Der Kl wirft der Bekl einen systematischen Verstoß gegen die Regelung der automatisierten Entscheidungsfindung gem (dem unmittelbar im innerstaatlichen Recht anwendbaren) Art 22 DSGVO vor.
Hinweis:
Die vorliegende Verbandsklage betrifft den Schutz personenbezogener Daten iZm Verbraucherkreditverhältnissen, somit einen der Schutzbereiche des § 28a Abs 1 KSchG. Die Aktivlegitimation des kl Verbands wurde – nach dem Urteil EuGH 28. 4. 2022, C-319/20, Meta Platforms Ireland, RdW 2022/404 – bereits im ersten Rechtsgang bejaht (6 Ob 38/23s [Rz 29], Rechtsnews 35281).
Vorabentscheidungsersuchen
Der OGH legte dem EuGH folgende Fragen vor:
1.
Ist Art 22 Abs 1 der VO (EU) 2016/679 [...] dahin auszulegen, dass die Entscheidung eines Versandhändlers, die vom Kunden bei seiner Bestellanfrage gewünschte Zahlungsart „Teilzahlung“ oder „auf offene Rechnung“ abzulehnen, sich dem Kunden gegenüber aber bereit zu erklären, die Geschäftsbeziehung entweder mit der Zahlungsart „Kreditkarte“ oder mit der Zahlungsart „PayPal“ einzugehen, die ausschließlich auf einer automatisierten Einschätzung der Zahlungsausfallswahrscheinlichkeit eines Kunden beruht, die sich daraus ergibt, dass entweder nach einer automatischen Anfrage bei einer Auskunftei von dieser die Rückmeldung erstattet wird, dass der Kunde dort unbekannt ist, oder dass – bei einem bekannten Kunden – ein internes Bonitäts-Scoring zum Ergebnis gelangt, dass der Kunde über keine ausreichende Bonität verfügt, gegenüber dem Kunden „rechtliche Wirkung“ entfaltet oder ihn „in ähnlicher Weise erheblich beeinträchtigt“, sofern durch diese Entscheidung nicht der Auftrag an sich abgelehnt wird, sondern der Kunde nur auf die vom Versandhändler vorgegebenen Zahlungsarten eingeschränkt wird?
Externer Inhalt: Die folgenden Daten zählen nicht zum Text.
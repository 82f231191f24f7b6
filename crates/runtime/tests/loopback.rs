//! End-to-end transport tests against a scripted in-process agent.

use std::collections::BTreeMap;
use std::sync::Arc;
use std::time::Duration;

use tokio::io::{AsyncReadExt, AsyncWriteExt};
use tokio::net::TcpListener;

use dtx_protocol::{
    FrameSplitter, INFO_ID, Message, NodePath, Registry, Schema, SearchMethod, Target, Value,
    build, codec,
};
use dtx_runtime::{ConnectOptions, Device, Error, RemoteDevice};

fn info_message() -> Message {
    Message::response(Target::System, "info", true)
        .with_id(INFO_ID)
        .with_param("version", Value::text("1.0"))
        .with_param("locale", Value::text("en_US"))
        .with_param("extensions", Value::List(vec![Value::text("battery")]))
}

fn options(registry: &Arc<Registry>) -> ConnectOptions {
    let _ = tracing_subscriber::fmt()
        .with_env_filter(tracing_subscriber::EnvFilter::from_default_env())
        .try_init();
    let mut options = ConnectOptions::new(Arc::clone(registry));
    options.retry_window = Duration::from_millis(200);
    options.retry_step = Duration::from_millis(20);
    options.handshake_timeout = Duration::from_millis(500);
    options
}

/// Accepts one connection, announces itself, then answers every inbound
/// request with whatever `handler` returns.
async fn spawn_agent<F>(registry: Arc<Registry>, mut handler: F) -> String
where
    F: FnMut(Message) -> Vec<Message> + Send + 'static,
{
    let listener = TcpListener::bind("127.0.0.1:0").await.unwrap();
    let addr = listener.local_addr().unwrap().to_string();
    tokio::spawn(async move {
        let (mut stream, _) = listener.accept().await.unwrap();
        let frame = codec::encode_frame(&info_message(), &registry).unwrap();
        stream.write_all(&frame).await.unwrap();
        let mut splitter = FrameSplitter::new();
        let mut buf = [0u8; 4096];
        loop {
            let n = match stream.read(&mut buf).await {
                Ok(0) | Err(_) => break,
                Ok(n) => n,
            };
            splitter.push(&buf[..n]);
            while let Some(payload) = splitter.next_frame() {
                let request = codec::decode_message(&payload, &registry, true).unwrap();
                for response in handler(request) {
                    let bytes = codec::encode_frame(&response, &registry).unwrap();
                    stream.write_all(&bytes).await.unwrap();
                }
            }
        }
    });
    addr
}

#[tokio::test]
async fn handshake_captures_device_info() {
    let registry = Arc::new(Registry::with_catalog());
    let addr = spawn_agent(Arc::clone(&registry), |_| Vec::new()).await;
    let device = RemoteDevice::connect("dev-a", &addr, options(&registry))
        .await
        .unwrap();
    let info = device.info();
    assert_eq!(info.version, "1.0");
    assert_eq!(info.locale, "en_US");
    assert!(info.has_extension("battery"));
    assert!(device.connected());
    device.disconnect().await;
    assert!(!device.connected());
}

#[tokio::test]
async fn responses_correlate_out_of_order() {
    let registry = Arc::new(Registry::with_catalog());
    // Hold the first request back and answer both in reverse order.
    let mut stashed: Option<Message> = None;
    let addr = spawn_agent(Arc::clone(&registry), move |request| {
        let answer = |req: &Message| {
            build::response_for(req, true)
                .with_param("data", Value::text(format!("file-{}", req.id)))
        };
        match stashed.take() {
            None => {
                stashed = Some(request);
                Vec::new()
            }
            Some(first) => vec![answer(&request), answer(&first)],
        }
    })
    .await;

    let device = RemoteDevice::connect("dev-a", &addr, options(&registry))
        .await
        .unwrap();
    let first = device
        .push_request(build::get_file(0, "/etc/one"))
        .await
        .unwrap();
    let second = device
        .push_request(build::get_file(0, "/etc/two"))
        .await
        .unwrap();
    assert_ne!(first, second);

    let one = device.pull_response(first, None).await.unwrap();
    let two = device.pull_response(second, None).await.unwrap();
    assert_eq!(one.text_param("data"), Some(format!("file-{first}").as_str()));
    assert_eq!(two.text_param("data"), Some(format!("file-{second}").as_str()));
}

#[tokio::test]
async fn silent_agent_causes_response_timeout() {
    let registry = Arc::new(Registry::with_catalog());
    let addr = spawn_agent(Arc::clone(&registry), |_| Vec::new()).await;
    let device = RemoteDevice::connect("dev-a", &addr, options(&registry))
        .await
        .unwrap();
    let id = device
        .push_request(build::device_info(0))
        .await
        .unwrap();
    let err = device
        .pull_response(id, Some(Duration::from_millis(50)))
        .await
        .unwrap_err();
    assert!(err.is_timeout(), "got {err:?}");
    assert!(device.connected());
}

#[tokio::test]
async fn connection_drop_fails_waiting_callers() {
    let registry = Arc::new(Registry::with_catalog());
    let listener = TcpListener::bind("127.0.0.1:0").await.unwrap();
    let addr = listener.local_addr().unwrap().to_string();
    let server_registry = Arc::clone(&registry);
    tokio::spawn(async move {
        let (mut stream, _) = listener.accept().await.unwrap();
        let frame = codec::encode_frame(&info_message(), &server_registry).unwrap();
        stream.write_all(&frame).await.unwrap();
        // Wait for one request, then hang up without answering.
        let mut buf = [0u8; 4096];
        let _ = stream.read(&mut buf).await;
    });

    let device = RemoteDevice::connect("dev-a", &addr, options(&registry))
        .await
        .unwrap();
    let err = device.get_file("/etc/hostname").await.unwrap_err();
    assert!(err.is_disconnect(), "got {err:?}");
}

#[tokio::test]
async fn refused_connection_is_reported_after_retry_window() {
    let registry = Arc::new(Registry::with_catalog());
    let listener = TcpListener::bind("127.0.0.1:0").await.unwrap();
    let addr = listener.local_addr().unwrap().to_string();
    drop(listener);

    let err = RemoteDevice::connect("dev-a", &addr, options(&registry))
        .await
        .unwrap_err();
    assert!(
        matches!(err, Error::ConnectionRefused { .. }),
        "got {err:?}"
    );
}

#[tokio::test]
async fn mute_agent_fails_the_handshake() {
    let registry = Arc::new(Registry::with_catalog());
    let listener = TcpListener::bind("127.0.0.1:0").await.unwrap();
    let addr = listener.local_addr().unwrap().to_string();
    tokio::spawn(async move {
        let (stream, _) = listener.accept().await.unwrap();
        // Accept and say nothing.
        tokio::time::sleep(Duration::from_secs(5)).await;
        drop(stream);
    });

    let err = RemoteDevice::connect("dev-a", &addr, options(&registry))
        .await
        .unwrap_err();
    assert!(matches!(err, Error::Handshake(_)), "got {err:?}");
}

#[tokio::test]
async fn polluted_frames_still_decode() {
    let registry = Arc::new(Registry::with_catalog());
    let listener = TcpListener::bind("127.0.0.1:0").await.unwrap();
    let addr = listener.local_addr().unwrap().to_string();
    let server_registry = Arc::clone(&registry);
    tokio::spawn(async move {
        let (mut stream, _) = listener.accept().await.unwrap();
        let frame = codec::encode_frame(&info_message(), &server_registry).unwrap();
        stream.write_all(&frame).await.unwrap();
        let mut splitter = FrameSplitter::new();
        let mut buf = [0u8; 4096];
        loop {
            let n = match stream.read(&mut buf).await {
                Ok(0) | Err(_) => break,
                Ok(n) => n,
            };
            splitter.push(&buf[..n]);
            while let Some(payload) = splitter.next_frame() {
                let request = codec::decode_message(&payload, &server_registry, true).unwrap();
                let response = build::response_for(&request, true);
                let mut bytes = codec::encode_message(&response, &server_registry)
                    .unwrap()
                    .into_bytes();
                // Raw control bytes in the stream, as misbehaving agents emit.
                bytes.insert(5, 0x01);
                bytes.push(0x02);
                bytes.extend_from_slice(codec::TERMINATOR);
                stream.write_all(&bytes).await.unwrap();
            }
        }
    });

    let device = RemoteDevice::connect("dev-a", &addr, options(&registry))
        .await
        .unwrap();
    let ok = device
        .exec_action(&NodePath::from_indices([0, 1]), "click")
        .await
        .unwrap();
    assert!(ok);
}

#[tokio::test]
async fn extension_calls_round_trip() {
    let mut registry = Registry::with_catalog();
    let mut response_params = BTreeMap::new();
    response_params.insert("level".to_string(), Schema::Int);
    registry
        .register_extension("battery", BTreeMap::new(), response_params)
        .unwrap();
    let registry = Arc::new(registry);

    let addr = spawn_agent(Arc::clone(&registry), |request| {
        vec![build::response_for(&request, true).with_param("level", Value::Int(70))]
    })
    .await;

    let device = RemoteDevice::connect("dev-a", &addr, options(&registry))
        .await
        .unwrap();
    let response = device.extension("battery", BTreeMap::new()).await.unwrap();
    assert_eq!(response.status(), Some(true));
    assert_eq!(response.int_param("level"), Some(70));
}

#[tokio::test]
async fn unsolicited_responses_wait_in_the_mailbox() {
    let registry = Arc::new(Registry::with_catalog());
    let listener = TcpListener::bind("127.0.0.1:0").await.unwrap();
    let addr = listener.local_addr().unwrap().to_string();
    let server_registry = Arc::clone(&registry);
    tokio::spawn(async move {
        let (mut stream, _) = listener.accept().await.unwrap();
        for msg in [
            info_message(),
            Message::response(Target::System, "exec", true).with_id(99),
        ] {
            let frame = codec::encode_frame(&msg, &server_registry).unwrap();
            stream.write_all(&frame).await.unwrap();
        }
        tokio::time::sleep(Duration::from_secs(5)).await;
    });

    let device = RemoteDevice::connect("dev-a", &addr, options(&registry))
        .await
        .unwrap();
    // Delivered before anyone asked; retained until pulled.
    let late = device
        .pull_response(99, Some(Duration::from_secs(1)))
        .await
        .unwrap();
    assert_eq!(late.status(), Some(true));
}

#[tokio::test]
async fn full_facade_against_scripted_agent() {
    let registry = Arc::new(Registry::with_catalog());
    let addr = spawn_agent(Arc::clone(&registry), |request| {
        let response = match (request.target, request.name.as_str()) {
            (Target::Accessibility, "get") => {
                let path = request.path_param("path").cloned().unwrap_or_default();
                let mut node = dtx_protocol::Accessible::new(path);
                node.role = Some("frame".into());
                build::response_for(&request, true)
                    .with_param("accessible", Value::Accessible(Box::new(node)))
            }
            (Target::Accessibility, "search") => build::response_for(&request, false),
            (Target::System, "exec") => build::response_for(&request, true)
                .with_param("stdout", Value::text("ok\n"))
                .with_param("stderr", Value::text("")),
            _ => build::response_for(&request, true),
        };
        vec![response]
    })
    .await;

    let device = RemoteDevice::connect("dev-a", &addr, options(&registry))
        .await
        .unwrap();

    let node = device
        .get_accessible(&NodePath::from_indices([0, 1]), 0, &[])
        .await
        .unwrap()
        .unwrap();
    assert_eq!(node.role.as_deref(), Some("frame"));

    let missing = device
        .search_accessible(&NodePath::root(), SearchMethod::Deep, &BTreeMap::new())
        .await
        .unwrap();
    assert!(missing.is_none());

    assert!(device.set_text(&NodePath::from_indices([2]), "hi").await.unwrap());
    assert!(device.put_file("/tmp/x", "data").await.unwrap());

    let output = device.system_exec("true", true).await.unwrap().unwrap();
    assert_eq!(output.stdout, "ok\n");
    assert!(output.stderr.is_empty());
}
Falls die Frage 1. bejaht wird:
2.a)
Ist Art 22 Abs 2 lit a DSGVO dahin auszulegen, dass es für die Frage, ob eine auf einer automatisierten Einschätzung der Zahlungsausfallswahrscheinlichkeit des potenziellen Kunden beruhende Entscheidung eines Versandhändlers wie in Frage 1. beschrieben, für den Abschluss eines Vertrages zwischen dem Kunden und dem Versandhändler „erforderlich“ ist, darauf ankommt, dass zwischen dem Vertragszweck des mit dem Kunden abzuschließenden Vertrags und der Einschätzung der Zahlungsausfallswahrscheinlichkeit des Kunden ein unmittelbarer sachlicher Zusammenhang bestehen muss?
2.b)
Müssen zur Bejahung der Erforderlichkeit nach Art 22 Abs 2 lit a DSGVO die erhobenen Datenkategorien entweder für sich oder in ihrer Kombination objektiv dazu geeignet sein, die Zahlungsausfallswahrscheinlichkeit einzuschätzen? Hat der Versandhändler oder der Kunde zu behaupten und zu beweisen, welche Datenkategorien zum Zweck der Einschätzung der Zahlungsausfallswahrscheinlichkeit konkret erhoben wurden und dass diese Datenkategorien entweder für sich oder in ihrer Kombination objektiv dazu geeignet sind, die Zahlungsausfallswahrscheinlichkeit einzuschätzen? Falls die Frage 1. bejaht wird:
3.
Ist Art 22 Abs 2 lit a DSGVO dahin auszulegen, dass gerade eine Entscheidungsfindung in automatisierter Form des Verantwortlichen für den Abschluss oder die Erfüllung des Vertrags erforderlich ist? Falls die Frage 3. bejaht wird?
3.a)
Ist Art 22 Abs 2 lit a DSGVO dahin auszulegen, dass es für die Frage, ob eine Entscheidung eines Versandhändlers wie unter Frage 1. beschrieben, für den Abschluss des Vertrags erforderlich ist, darauf ankommt, ob die automatisierte Entscheidungsfindung betreffend die Gewährung oder Ablehnung der gewünschten Zahlungsart mit vertretbarem Aufwand auch durch Menschen erfolgen kann? Welche Bedeutung haben dafür die Anzahl der beim Versandhändler einlangenden Bestellungen und die typische Erwartung der Kunden im Online-Bestellverfahren, umgehend darüber informiert zu werden, ob die von ihnen gewünschte Zahlungsart vom Versandhändler akzeptiert wird oder nicht?